As a member of the Small Pelagic Fishery Resource Assessment Group, I must express my deep personal concern about the inadequacy of the very limited research used to double the jack mackerel east quota to commercially justify the super trawler.

The decision suggested by the Margiris proponent, a member of the same committee, raised a conflict of interest situation currently under investigation by the Commonwealth Ombudsman.

The data on which the quota decision relied was 10 years old and the stocks of fish sampled had long since gone, to be replaced by stocks that remain unresearched.

The scientist who did the research warns in his report that the data are largely imprecise and hence need to be treated with due caution.

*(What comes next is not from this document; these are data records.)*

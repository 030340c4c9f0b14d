//! How well an item fits a user for a chosen recommendation band.

use std::ops::RangeInclusive;

use language_utils::{BandMap, ExploreConfig, ItemMetadata, TargetBand, UserAbilityState};
use rand::Rng;

use crate::predictor::predict_comprehension;

/// Predicted comprehension a band aims for, and how far off still scores well.
pub fn comprehension_target(band: TargetBand) -> (f64, f64) {
    match band {
        TargetBand::Down => (0.97, 0.05),
        TargetBand::Main => (0.85, 0.10),
        TargetBand::Up => (0.68, 0.12),
    }
}

/// 0.8 to 1.0 inside the tolerance, falling by 3 per unit of excess outside it.
pub fn comprehension_match(predicted: f64, band: TargetBand) -> f64 {
    let (ideal, tolerance) = comprehension_target(band);
    let distance = (predicted - ideal).abs();
    if distance <= tolerance {
        1.0 - distance / tolerance * 0.2
    } else {
        (0.8 - (distance - tolerance) * 3.0).max(0.0)
    }
}

/// Item level minus user level that a band aims for.
pub fn ideal_level_delta(band: TargetBand) -> f64 {
    match band {
        TargetBand::Main => 0.2,
        TargetBand::Down => -0.5,
        TargetBand::Up => 0.6,
    }
}

pub fn level_match(user_level: f64, item_level: f64, band: TargetBand) -> f64 {
    let delta = item_level - user_level;
    (1.0 - (delta - ideal_level_delta(band)).abs()).clamp(0.0, 1.0)
}

/// Share of an item's words the user is expected not to know, from the item's
/// band profile and the user's per-band unknown rates.
pub fn expected_unknown_ratio(unknown_rates: &BandMap<f64>, lex_profile: &BandMap<f64>) -> f64 {
    lex_profile
        .iter()
        .map(|(band, share)| share * unknown_rates.get(&band))
        .sum()
}

/// Rewards 5-20% new words. Easier texts score 0.5, harder ones 0.4.
pub fn sweet_spot_score(unknown_ratio: f64) -> f64 {
    if unknown_ratio < 0.02 {
        0.5
    } else if unknown_ratio > 0.30 {
        0.4
    } else if (0.05..=0.20).contains(&unknown_ratio) {
        1.0
    } else {
        0.8
    }
}

/// Fit of `item` for `user` within `band`, in `[0, 1]`.
///
/// Users with a mastery profile are scored on predicted comprehension when the
/// item's language has a mastery ladder. Everyone else is scored 70/30 on level
/// distance and expected share of new words.
pub fn score(user: &UserAbilityState, item: &ItemMetadata, band: TargetBand) -> f64 {
    match &user.bayesian {
        Some(profile) if item.language.proficiency_scale().has_ladder() => {
            comprehension_match(predict_comprehension(profile, &item.lex_profile), band)
        }
        _ => {
            let level = level_match(user.level, item.level, band);
            let lexical = sweet_spot_score(expected_unknown_ratio(
                &user.unknown_rate_by_band,
                &item.lex_profile,
            ));
            0.7 * level + 0.3 * lexical
        }
    }
}

/// Draws a band in proportion to the explore ratios.
pub fn pick_target_band<R: Rng>(explore: &ExploreConfig, rng: &mut R) -> TargetBand {
    let draw = rng.random::<f64>() * explore.total();
    if draw < explore.down_ratio {
        TargetBand::Down
    } else if draw < explore.down_ratio + explore.main_ratio {
        TargetBand::Main
    } else {
        TargetBand::Up
    }
}

/// Whole item levels worth searching for a band, within 1 to 6.
pub fn level_range_for_band(level: f64, band: TargetBand) -> RangeInclusive<u8> {
    let level = level.clamp(1.0, 6.0);
    let floor = level.floor() as u8;
    let ceil = level.ceil() as u8;
    match band {
        TargetBand::Down => floor.saturating_sub(1).max(1)..=floor,
        TargetBand::Main => floor.saturating_sub(1).max(1)..=(ceil + 1).min(6),
        TargetBand::Up => ceil..=(ceil + 2).min(6),
    }
}

/// Unknown rate for an item known only by level: flat within a band's level
/// span, linear between neighbouring bands.
pub fn interpolated_unknown_rate(level: f64, unknown_rates: &BandMap<f64>) -> f64 {
    let BandMap {
        beginner,
        intermediate,
        advanced,
    } = *unknown_rates;
    if level <= 1.0 {
        beginner
    } else if level <= 2.0 {
        beginner + (intermediate - beginner) * (level - 1.0)
    } else if level <= 3.0 {
        intermediate
    } else if level <= 4.0 {
        intermediate + (advanced - intermediate) * (level - 3.0)
    } else {
        advanced
    }
}

#[cfg(test)]
mod tests {
    use super::*;
    use crate::predictor::default_profile;
    use language_utils::Language;
    use rand::SeedableRng;
    use rand_chacha::ChaCha8Rng;

    fn item(level: f64, language: Language, lex_profile: BandMap<f64>) -> ItemMetadata {
        ItemMetadata {
            id: "item".to_string(),
            level,
            lex_profile,
            language,
        }
    }

    fn lex(beginner: f64, intermediate: f64, advanced: f64) -> BandMap<f64> {
        BandMap {
            beginner,
            intermediate,
            advanced,
        }
    }

    #[test]
    fn test_comprehension_match() {
        // Dead on the ideal
        assert_eq!(comprehension_match(0.85, TargetBand::Main), 1.0);
        // Edge of tolerance
        assert!((comprehension_match(0.95, TargetBand::Main) - 0.8).abs() < 1e-9);
        // 0.1 past tolerance
        assert!((comprehension_match(0.55, TargetBand::Up) - 0.5).abs() < 1e-9);
        assert_eq!(comprehension_match(0.0, TargetBand::Down), 0.0);
    }

    #[test]
    fn test_sweet_spot() {
        assert_eq!(sweet_spot_score(0.01), 0.5);
        assert_eq!(sweet_spot_score(0.03), 0.8);
        assert_eq!(sweet_spot_score(0.10), 1.0);
        assert_eq!(sweet_spot_score(0.25), 0.8);
        assert_eq!(sweet_spot_score(0.50), 0.4);
    }

    #[test]
    fn test_fallback_path() {
        let user = UserAbilityState {
            level: 3.0,
            ..Default::default()
        };
        // Level 3.2 is the main band's ideal; all-beginner words give a 10% unknown ratio
        let english = item(3.2, Language::English, lex(1.0, 0.0, 0.0));
        assert!((score(&user, &english, TargetBand::Main) - 1.0).abs() < 1e-9);
    }

    #[test]
    fn test_ladder_path_only_with_profile_and_ladder() {
        let mut user = UserAbilityState {
            level: 3.0,
            ..Default::default()
        };
        let japanese = item(3.2, Language::Japanese, lex(1.0, 0.0, 0.0));
        let fallback = score(&user, &japanese, TargetBand::Main);

        user.bayesian = Some(default_profile());
        // Default mastery reads an all-beginner item at 0.6 × 0.70 + 0.4 × 0.45
        let ladder = score(&user, &japanese, TargetBand::Main);
        let expected = comprehension_match(0.60, TargetBand::Main);
        assert!((ladder - expected).abs() < 1e-9);
        assert!((ladder - fallback).abs() > 1e-6);

        // English has no ladder even with a profile
        let english = item(3.2, Language::English, lex(1.0, 0.0, 0.0));
        let without_profile = UserAbilityState {
            bayesian: None,
            ..user.clone()
        };
        assert_eq!(
            score(&user, &english, TargetBand::Main),
            score(&without_profile, &english, TargetBand::Main)
        );
    }

    #[test]
    fn test_pick_target_band_follows_ratios() {
        let mut rng = ChaCha8Rng::seed_from_u64(7);
        let explore = ExploreConfig::default();
        let mut counts = [0usize; 3];
        for _ in 0..10_000 {
            match pick_target_band(&explore, &mut rng) {
                TargetBand::Down => counts[0] += 1,
                TargetBand::Main => counts[1] += 1,
                TargetBand::Up => counts[2] += 1,
            }
        }
        // 20/60/20 within a couple of points
        assert!((1800..2200).contains(&counts[0]));
        assert!((5800..6200).contains(&counts[1]));
        assert!((1800..2200).contains(&counts[2]));
    }

    #[test]
    fn test_level_ranges() {
        assert_eq!(level_range_for_band(3.4, TargetBand::Down), 2..=3);
        assert_eq!(level_range_for_band(3.4, TargetBand::Main), 2..=5);
        assert_eq!(level_range_for_band(3.4, TargetBand::Up), 4..=6);
        // Clamped at the ends of the scale
        assert_eq!(level_range_for_band(1.0, TargetBand::Down), 1..=1);
        assert_eq!(level_range_for_band(6.0, TargetBand::Main), 5..=6);
        assert_eq!(level_range_for_band(6.0, TargetBand::Up), 6..=6);
    }

    #[test]
    fn test_interpolated_unknown_rate() {
        let rates = lex(0.1, 0.3, 0.6);
        assert_eq!(interpolated_unknown_rate(0.5, &rates), 0.1);
        assert!((interpolated_unknown_rate(1.5, &rates) - 0.2).abs() < 1e-9);
        assert_eq!(interpolated_unknown_rate(2.5, &rates), 0.3);
        assert!((interpolated_unknown_rate(3.5, &rates) - 0.45).abs() < 1e-9);
        assert_eq!(interpolated_unknown_rate(5.0, &rates), 0.6);
    }
}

He also says he had an inadequate number of samples.

There is a complete absence of research into stocks of small pelagic fish such as redbait and jack mackerel in Commonwealth waters off southern Western Australia, South Australia and the Great Australian Bight – exactly where the super trawler’s operators tell us they propose to fish first before heading east to other, inadequately researched stocks off New South Wales and Tasmania.

The simple fact is that the federal Environment Minister’s proposed amendments to the Environment Protection and Biodiversity Conservation Act are sensible.

They will allow time for the comprehensive and rigorous research into small pelagic fish stocks essential to protect the Australian small pelagic fishery from overfishing, local depletions and damaging and depleting bycatches by the Margiris or any other super trawler in future.

The size of fish populations must be determined before exploitation to determine whether they will survive large-scale commercial fishing and remain ecologically sustainable.

If they are overfished, there is a substantial risk that their depletion will severely damage or collapse the marine ecosystems around the southern half of Australia.

Studies show that small pelagic fish stocks in other parts of the world have been fished to near extinction or commercial extinction by the Margiris and her sister ships.